– 20/09/76 – Subway Sect, Siouxsie and the Banshees, Clash (UK) et les Sex Pistols (UK)

100 Club au 100 Oxford Street à Londres (Angleterre)

Organisation : Malcolm Mc Laren

C’est par un lundi pluvieux que s’est déroulé le premier festival de punk rock anglais. Des affiches des Sex Pistols recouvrent la ville : Anarchy in the UK, avec nos quatre héros, le visage collé contre une vitre. Pour ce festival, un seul groupe français invité : les Stinky Toys. On parle de plus en plus d’eux après leurs concerts à la Pizza du Marais et à la Fête de Laborde où Felix Guattari et Dominique nous ont si gentiment reçu, mais les journaux de rock font encore la sourde oreille. Je décide de faire une interview d’eux sur place :
AP : Comment s’est passé votre voyage ? Jacno : Eh bien, ça a commencé à la gare de l’Est, parce que Bruno nous avait donné rendez-vous à la gare de l’Est pour partir a Londres. Il attendait sur un quai un train qui ne viendrait jamais. Donc transfert à la gare du Nord.
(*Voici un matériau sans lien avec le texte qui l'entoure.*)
use tower_http::cors::CorsLayer;

/// Creates a fully open CORS layer that still allows credentials.
///
/// Browsers reject `Access-Control-Allow-Origin: *` on credentialed requests, so the
/// request's `Origin`, method and headers are mirrored back instead of using
/// wildcards.
pub fn create_open_cors_layer() -> CorsLayer {
    CorsLayer::very_permissive()
}
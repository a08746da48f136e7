//! MongoDB test infrastructure
//!
//! Provides a `TestMongo` helper that creates a MongoDB container for testing.

use database::mongodb::{MongoConfig, MongoHandle};
use testcontainers::runners::AsyncRunner;
use testcontainers::{ContainerAsync, ImageExt};
use testcontainers_modules::mongo::Mongo;

/// Test MongoDB wrapper that ensures proper cleanup
///
/// The container is automatically stopped and removed when this struct is dropped.
///
/// # Example
///
/// ```no_run
/// use test_utils::TestMongo;
///
/// # async fn example() {
/// let mongo = TestMongo::new().await;
/// let handle = mongo.handle("events_test").await;
/// assert!(handle.is_connected());
/// # }
/// ```
pub struct TestMongo {
    #[allow(dead_code)]
    container: ContainerAsync<Mongo>,
    pub connection_string: String,
}

impl TestMongo {
    /// Create a new test MongoDB instance (MongoDB 8).
    pub async fn new() -> Self {
        let container = Mongo::default()
            .with_tag("8")
            .start()
            .await
            .expect("Failed to start MongoDB container");

        let host_port = container
            .get_host_port_ipv4(27017)
            .await
            .expect("Failed to get MongoDB port");

        let connection_string = format!("mongodb://127.0.0.1:{}", host_port);

        tracing::info!(port = host_port, "Test MongoDB ready (mongo:8)");

        Self {
            container,
            connection_string,
        }
    }

    /// Config pointing at `database` inside the container.
    pub fn config(&self, database: &str) -> MongoConfig {
        MongoConfig::new(self.connection_string.clone()).with_database(database)
    }

    /// Connected handle for `database`.
    pub async fn handle(&self, database: &str) -> MongoHandle {
        MongoHandle::establish(Some(&self.config(database))).await
    }

    /// Get the connection string for manual client creation
    pub fn connection_string(&self) -> &str {
        &self.connection_string
    }
}

impl Drop for TestMongo {
    fn drop(&mut self) {
        tracing::debug!("Cleaning up test MongoDB container");
    }
}
//! API routes module
//!
//! Root routes (`/`, `/test`) are mounted as-is; domain routes are nested under
//! `/api` by `axum_helpers::create_router`.

pub mod events;
pub mod health;

use axum::Router;

use crate::state::AppState;

/// Routes served at the root of the application
pub fn root_routes(state: &AppState) -> Router {
    health::router(state.clone())
}

/// Domain API routes
pub fn routes(state: &AppState) -> Router {
    Router::new().merge(events::router(state))
}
On se paye un wagon de première classe pour tous les Stinky Toys : huit places pour le groupe.
D. Tarlé (manager du groupe) : C’était génial, une petite table près de la fenêtre pour rouler les joints d’herbe pure, tranquillement... Jacno : Joint auquel je n’ai pas participé car je hais 1’herbe (hurlant dans la cassette), je hais l’herbe.
Tarlé : Après cela, on est arrivés a Dunkerque, couloir en acier, douane, billets, redouane, pour les instruments de musique et le bateau avec un super juke-box et une piste de danse.
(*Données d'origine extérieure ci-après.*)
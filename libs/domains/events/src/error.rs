use axum::response::{IntoResponse, Response};
use axum_helpers::AppError;
use database::StoreError;
use thiserror::Error;

#[derive(Debug, Error)]
pub enum EventError {
    #[error("Invalid event_id: {0}")]
    InvalidEventId(String),

    #[error("Event {0} not found")]
    EventNotFound(String),

    #[error(transparent)]
    Store(#[from] StoreError),
}

pub type EventResult<T> = Result<T, EventError>;

/// Convert EventError to AppError for standardized error responses
impl From<EventError> for AppError {
    fn from(err: EventError) -> Self {
        match err {
            err @ EventError::InvalidEventId(_) => AppError::BadRequest(err.to_string()),
            err @ EventError::EventNotFound(_) => AppError::NotFound(err.to_string()),
            EventError::Store(StoreError::Unavailable(reason)) => {
                AppError::DatabaseUnavailable(reason)
            }
            EventError::Store(err) => AppError::Database(err.to_string()),
        }
    }
}

impl IntoResponse for EventError {
    fn into_response(self) -> Response {
        let app_error: AppError = self.into();
        app_error.into_response()
    }
}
Jacno : Et puis un bas... un bar...
Tarlé : Un bar lamentable, on a préféré aller manger des œufs au bacon dans un endroit divin, un wimpy sur les vagues, carrément. Après la discothèque bidon, on débarque a Douvres...
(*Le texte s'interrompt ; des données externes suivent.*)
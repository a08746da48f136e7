use crate::{env_or_default, env_parse_or_default, ConfigError, FromEnv};
use std::net::Ipv4Addr;

/// Port the HTTP server listens on when `PORT` is unset.
pub const DEFAULT_PORT: u16 = 8000;

/// Server configuration for HTTP APIs
#[derive(Clone, Debug)]
pub struct ServerConfig {
    pub host: String,
    pub port: u16,
}

impl ServerConfig {
    pub fn new(host: String, port: u16) -> Self {
        Self { host, port }
    }

    /// Get the server address as "host:port"
    pub fn address(&self) -> String {
        format!("{}:{}", self.host, self.port)
    }
}

impl FromEnv for ServerConfig {
    /// Reads from environment variables with sensible defaults:
    /// - HOST: defaults to 0.0.0.0 (all interfaces)
    /// - PORT: defaults to 8000
    fn from_env() -> Result<Self, ConfigError> {
        let host = env_or_default("HOST", &Ipv4Addr::UNSPECIFIED.to_string());
        let port = env_parse_or_default("PORT", DEFAULT_PORT)?;

        Ok(Self { host, port })
    }
}

impl Default for ServerConfig {
    fn default() -> Self {
        Self {
            host: Ipv4Addr::UNSPECIFIED.to_string(),
            port: DEFAULT_PORT,
        }
    }
}

#[cfg(test)]
mod tests {
    use super::*;

    #[test]
    fn test_server_config_from_env_with_defaults() {
        temp_env::with_vars([("HOST", None::<&str>), ("PORT", None::<&str>)], || {
            let config = ServerConfig::from_env().unwrap();
            assert_eq!(config.host, "0.0.0.0");
            assert_eq!(config.port, 8000);
            assert_eq!(config.address(), "0.0.0.0:8000");
        });
    }

    #[test]
    fn test_server_config_from_env_with_custom_values() {
        temp_env::with_vars(
            [("HOST", Some("127.0.0.1")), ("PORT", Some("3000"))],
            || {
                let config = ServerConfig::from_env().unwrap();
                assert_eq!(config.address(), "127.0.0.1:3000");
            },
        );
    }

    #[test]
    fn test_server_config_from_env_invalid_port() {
        temp_env::with_var("PORT", Some("not_a_number"), || {
            let err = ServerConfig::from_env().unwrap_err();
            assert!(err.to_string().contains("PORT"));
        });
    }

    #[test]
    fn test_server_config_from_env_port_out_of_range() {
        temp_env::with_var("PORT", Some("99999"), || {
            assert!(ServerConfig::from_env().is_err());
        });
    }

    #[test]
    fn test_server_config_default() {
        let config = ServerConfig::default();
        assert_eq!(config.host, Ipv4Addr::UNSPECIFIED.to_string());
        assert_eq!(config.port, DEFAULT_PORT);
    }
}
Jacno : Paysan, comme ville... Bruno : Et le flash de Lille ?
Jacno : Oui, la bière de Lille est meilleure que celle de Douvres. On est descendus une heure a Lille pour boire un godet. Y avait un juke-box avec une merde Mungo Jerry et un truc sympathique 1 Rod Stewart, mais sa voix géniale ne passait pas. vraiment...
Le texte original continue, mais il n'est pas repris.